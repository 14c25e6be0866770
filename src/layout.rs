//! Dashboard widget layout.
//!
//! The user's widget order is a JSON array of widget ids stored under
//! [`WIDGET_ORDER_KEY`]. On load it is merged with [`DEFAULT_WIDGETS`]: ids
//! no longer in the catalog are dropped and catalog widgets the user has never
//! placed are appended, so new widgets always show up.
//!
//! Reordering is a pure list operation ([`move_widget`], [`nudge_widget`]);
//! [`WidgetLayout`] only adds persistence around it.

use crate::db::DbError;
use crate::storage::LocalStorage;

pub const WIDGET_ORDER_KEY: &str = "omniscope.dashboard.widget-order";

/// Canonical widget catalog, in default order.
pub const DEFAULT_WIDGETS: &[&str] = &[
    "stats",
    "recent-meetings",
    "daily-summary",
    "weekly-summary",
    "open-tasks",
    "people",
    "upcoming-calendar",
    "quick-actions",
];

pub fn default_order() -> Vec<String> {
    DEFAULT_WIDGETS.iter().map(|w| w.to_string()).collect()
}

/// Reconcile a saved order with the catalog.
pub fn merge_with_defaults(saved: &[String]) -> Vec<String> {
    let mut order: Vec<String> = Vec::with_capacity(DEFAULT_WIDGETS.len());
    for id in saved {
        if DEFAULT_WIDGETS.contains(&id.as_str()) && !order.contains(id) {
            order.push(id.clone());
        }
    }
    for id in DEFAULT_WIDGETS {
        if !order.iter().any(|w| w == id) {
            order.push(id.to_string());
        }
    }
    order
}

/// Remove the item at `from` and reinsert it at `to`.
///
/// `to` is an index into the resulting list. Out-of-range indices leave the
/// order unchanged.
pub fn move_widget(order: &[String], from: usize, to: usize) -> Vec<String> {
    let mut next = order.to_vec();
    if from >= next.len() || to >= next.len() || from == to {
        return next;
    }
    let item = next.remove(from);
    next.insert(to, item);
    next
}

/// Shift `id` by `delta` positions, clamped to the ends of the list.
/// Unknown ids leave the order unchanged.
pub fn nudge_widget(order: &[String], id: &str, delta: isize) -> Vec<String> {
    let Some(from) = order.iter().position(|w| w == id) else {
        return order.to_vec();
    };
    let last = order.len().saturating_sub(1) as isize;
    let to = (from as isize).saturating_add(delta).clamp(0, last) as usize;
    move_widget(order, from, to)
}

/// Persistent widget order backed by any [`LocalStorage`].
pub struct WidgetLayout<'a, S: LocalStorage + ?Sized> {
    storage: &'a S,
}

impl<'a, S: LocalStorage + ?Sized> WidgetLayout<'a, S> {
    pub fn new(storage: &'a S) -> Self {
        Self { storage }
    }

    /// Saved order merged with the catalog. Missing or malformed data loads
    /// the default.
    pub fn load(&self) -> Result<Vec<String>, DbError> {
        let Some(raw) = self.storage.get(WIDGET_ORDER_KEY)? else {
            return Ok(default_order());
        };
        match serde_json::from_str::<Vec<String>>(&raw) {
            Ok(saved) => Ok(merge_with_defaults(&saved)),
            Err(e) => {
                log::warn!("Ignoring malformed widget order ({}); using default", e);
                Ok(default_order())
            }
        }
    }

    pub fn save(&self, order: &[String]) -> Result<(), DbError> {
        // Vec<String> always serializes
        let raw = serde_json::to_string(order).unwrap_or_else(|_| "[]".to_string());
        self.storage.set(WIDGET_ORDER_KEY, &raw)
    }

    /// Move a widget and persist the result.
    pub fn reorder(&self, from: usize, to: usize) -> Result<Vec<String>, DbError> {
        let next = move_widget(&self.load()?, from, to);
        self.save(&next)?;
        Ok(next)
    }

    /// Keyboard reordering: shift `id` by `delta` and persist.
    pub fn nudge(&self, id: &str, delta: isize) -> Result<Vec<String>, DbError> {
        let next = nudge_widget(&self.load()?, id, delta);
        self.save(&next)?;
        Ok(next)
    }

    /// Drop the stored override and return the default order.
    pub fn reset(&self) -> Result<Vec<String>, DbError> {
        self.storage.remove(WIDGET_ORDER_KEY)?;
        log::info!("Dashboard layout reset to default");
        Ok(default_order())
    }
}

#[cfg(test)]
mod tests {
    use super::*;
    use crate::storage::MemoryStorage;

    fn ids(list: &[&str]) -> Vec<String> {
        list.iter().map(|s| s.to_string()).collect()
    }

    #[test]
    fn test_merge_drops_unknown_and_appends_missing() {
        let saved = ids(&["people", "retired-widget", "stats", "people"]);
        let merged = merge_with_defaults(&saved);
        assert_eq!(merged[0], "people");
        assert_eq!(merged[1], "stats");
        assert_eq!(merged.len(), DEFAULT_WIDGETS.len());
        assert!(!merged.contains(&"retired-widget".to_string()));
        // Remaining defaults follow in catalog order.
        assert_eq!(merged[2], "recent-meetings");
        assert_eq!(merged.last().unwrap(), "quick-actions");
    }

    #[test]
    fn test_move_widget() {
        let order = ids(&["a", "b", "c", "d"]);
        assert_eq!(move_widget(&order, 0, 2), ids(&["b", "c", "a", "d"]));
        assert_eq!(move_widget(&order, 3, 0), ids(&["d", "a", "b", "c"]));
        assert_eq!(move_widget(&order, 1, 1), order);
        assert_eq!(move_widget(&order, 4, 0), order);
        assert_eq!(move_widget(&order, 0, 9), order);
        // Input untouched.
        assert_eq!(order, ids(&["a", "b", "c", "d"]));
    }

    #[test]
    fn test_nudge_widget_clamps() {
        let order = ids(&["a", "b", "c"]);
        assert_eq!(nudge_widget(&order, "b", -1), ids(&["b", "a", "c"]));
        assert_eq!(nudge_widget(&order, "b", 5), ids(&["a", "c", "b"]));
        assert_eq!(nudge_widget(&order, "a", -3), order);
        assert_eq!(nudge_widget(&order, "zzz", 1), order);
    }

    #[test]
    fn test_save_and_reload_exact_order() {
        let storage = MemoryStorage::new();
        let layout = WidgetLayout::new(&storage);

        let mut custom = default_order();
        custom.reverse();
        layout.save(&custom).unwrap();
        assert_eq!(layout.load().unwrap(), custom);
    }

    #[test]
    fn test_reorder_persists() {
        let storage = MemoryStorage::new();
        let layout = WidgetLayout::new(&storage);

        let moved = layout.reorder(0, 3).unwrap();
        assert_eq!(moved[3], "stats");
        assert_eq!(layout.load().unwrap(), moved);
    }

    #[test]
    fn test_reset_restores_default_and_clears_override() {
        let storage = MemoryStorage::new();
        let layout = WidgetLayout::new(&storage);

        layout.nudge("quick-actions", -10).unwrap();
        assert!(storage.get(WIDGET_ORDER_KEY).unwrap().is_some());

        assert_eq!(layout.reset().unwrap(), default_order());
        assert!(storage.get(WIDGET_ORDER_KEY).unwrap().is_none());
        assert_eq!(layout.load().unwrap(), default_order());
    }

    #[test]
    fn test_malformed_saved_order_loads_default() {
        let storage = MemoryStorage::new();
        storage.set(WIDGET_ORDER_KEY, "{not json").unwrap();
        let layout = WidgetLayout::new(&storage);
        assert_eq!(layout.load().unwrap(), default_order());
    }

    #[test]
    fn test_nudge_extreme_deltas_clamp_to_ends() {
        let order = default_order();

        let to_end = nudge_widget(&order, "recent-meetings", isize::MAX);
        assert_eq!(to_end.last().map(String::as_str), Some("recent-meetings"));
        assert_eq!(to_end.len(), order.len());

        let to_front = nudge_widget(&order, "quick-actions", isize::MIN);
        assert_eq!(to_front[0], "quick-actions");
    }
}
...
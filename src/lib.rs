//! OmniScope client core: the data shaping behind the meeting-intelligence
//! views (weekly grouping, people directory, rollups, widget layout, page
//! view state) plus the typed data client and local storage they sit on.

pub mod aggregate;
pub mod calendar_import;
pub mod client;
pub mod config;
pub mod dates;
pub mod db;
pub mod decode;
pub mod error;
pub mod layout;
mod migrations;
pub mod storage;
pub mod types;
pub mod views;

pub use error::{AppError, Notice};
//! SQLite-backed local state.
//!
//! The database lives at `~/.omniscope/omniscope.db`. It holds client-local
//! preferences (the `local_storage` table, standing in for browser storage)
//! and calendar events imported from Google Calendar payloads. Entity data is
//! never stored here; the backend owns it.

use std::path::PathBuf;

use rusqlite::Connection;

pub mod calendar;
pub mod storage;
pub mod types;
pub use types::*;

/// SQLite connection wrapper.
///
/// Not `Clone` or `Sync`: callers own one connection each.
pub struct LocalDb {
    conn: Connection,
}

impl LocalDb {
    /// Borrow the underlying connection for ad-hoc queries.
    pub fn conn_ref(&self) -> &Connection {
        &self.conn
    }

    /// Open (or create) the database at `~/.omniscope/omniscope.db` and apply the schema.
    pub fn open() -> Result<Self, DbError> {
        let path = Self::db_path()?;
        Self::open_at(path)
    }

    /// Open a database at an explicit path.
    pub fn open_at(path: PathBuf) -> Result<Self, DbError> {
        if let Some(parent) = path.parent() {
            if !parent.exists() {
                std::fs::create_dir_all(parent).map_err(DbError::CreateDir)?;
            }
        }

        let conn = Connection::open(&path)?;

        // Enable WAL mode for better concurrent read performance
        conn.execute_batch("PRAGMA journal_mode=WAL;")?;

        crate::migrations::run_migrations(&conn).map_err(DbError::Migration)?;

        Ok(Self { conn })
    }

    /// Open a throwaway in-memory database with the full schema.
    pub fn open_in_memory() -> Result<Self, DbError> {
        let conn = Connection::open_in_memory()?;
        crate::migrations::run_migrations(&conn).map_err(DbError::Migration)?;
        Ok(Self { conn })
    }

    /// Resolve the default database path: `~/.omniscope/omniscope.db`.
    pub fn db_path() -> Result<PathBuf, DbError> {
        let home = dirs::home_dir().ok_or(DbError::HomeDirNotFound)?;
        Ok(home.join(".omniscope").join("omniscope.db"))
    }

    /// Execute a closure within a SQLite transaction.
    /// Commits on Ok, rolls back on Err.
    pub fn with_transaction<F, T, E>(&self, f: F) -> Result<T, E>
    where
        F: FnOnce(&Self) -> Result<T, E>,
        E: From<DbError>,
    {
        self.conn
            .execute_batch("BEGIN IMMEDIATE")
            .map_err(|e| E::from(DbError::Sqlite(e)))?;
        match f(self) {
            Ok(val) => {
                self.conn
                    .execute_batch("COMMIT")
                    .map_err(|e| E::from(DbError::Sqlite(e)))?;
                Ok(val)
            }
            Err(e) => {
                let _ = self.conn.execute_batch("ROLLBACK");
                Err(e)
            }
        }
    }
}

▶ _EXERCISE DESCRIPTION_
Pull each line containing "catalog" from the records.

▶ _EXERCISE RESPONSE_
//! no longer in the catalog are dropped and catalog widgets the user has never
/// Canonical widget catalog, in default order.
/// Reconcile a saved order with the catalog.
    /// Saved order merged with the catalog. Missing or malformed data loads
        // Remaining defaults follow in catalog order.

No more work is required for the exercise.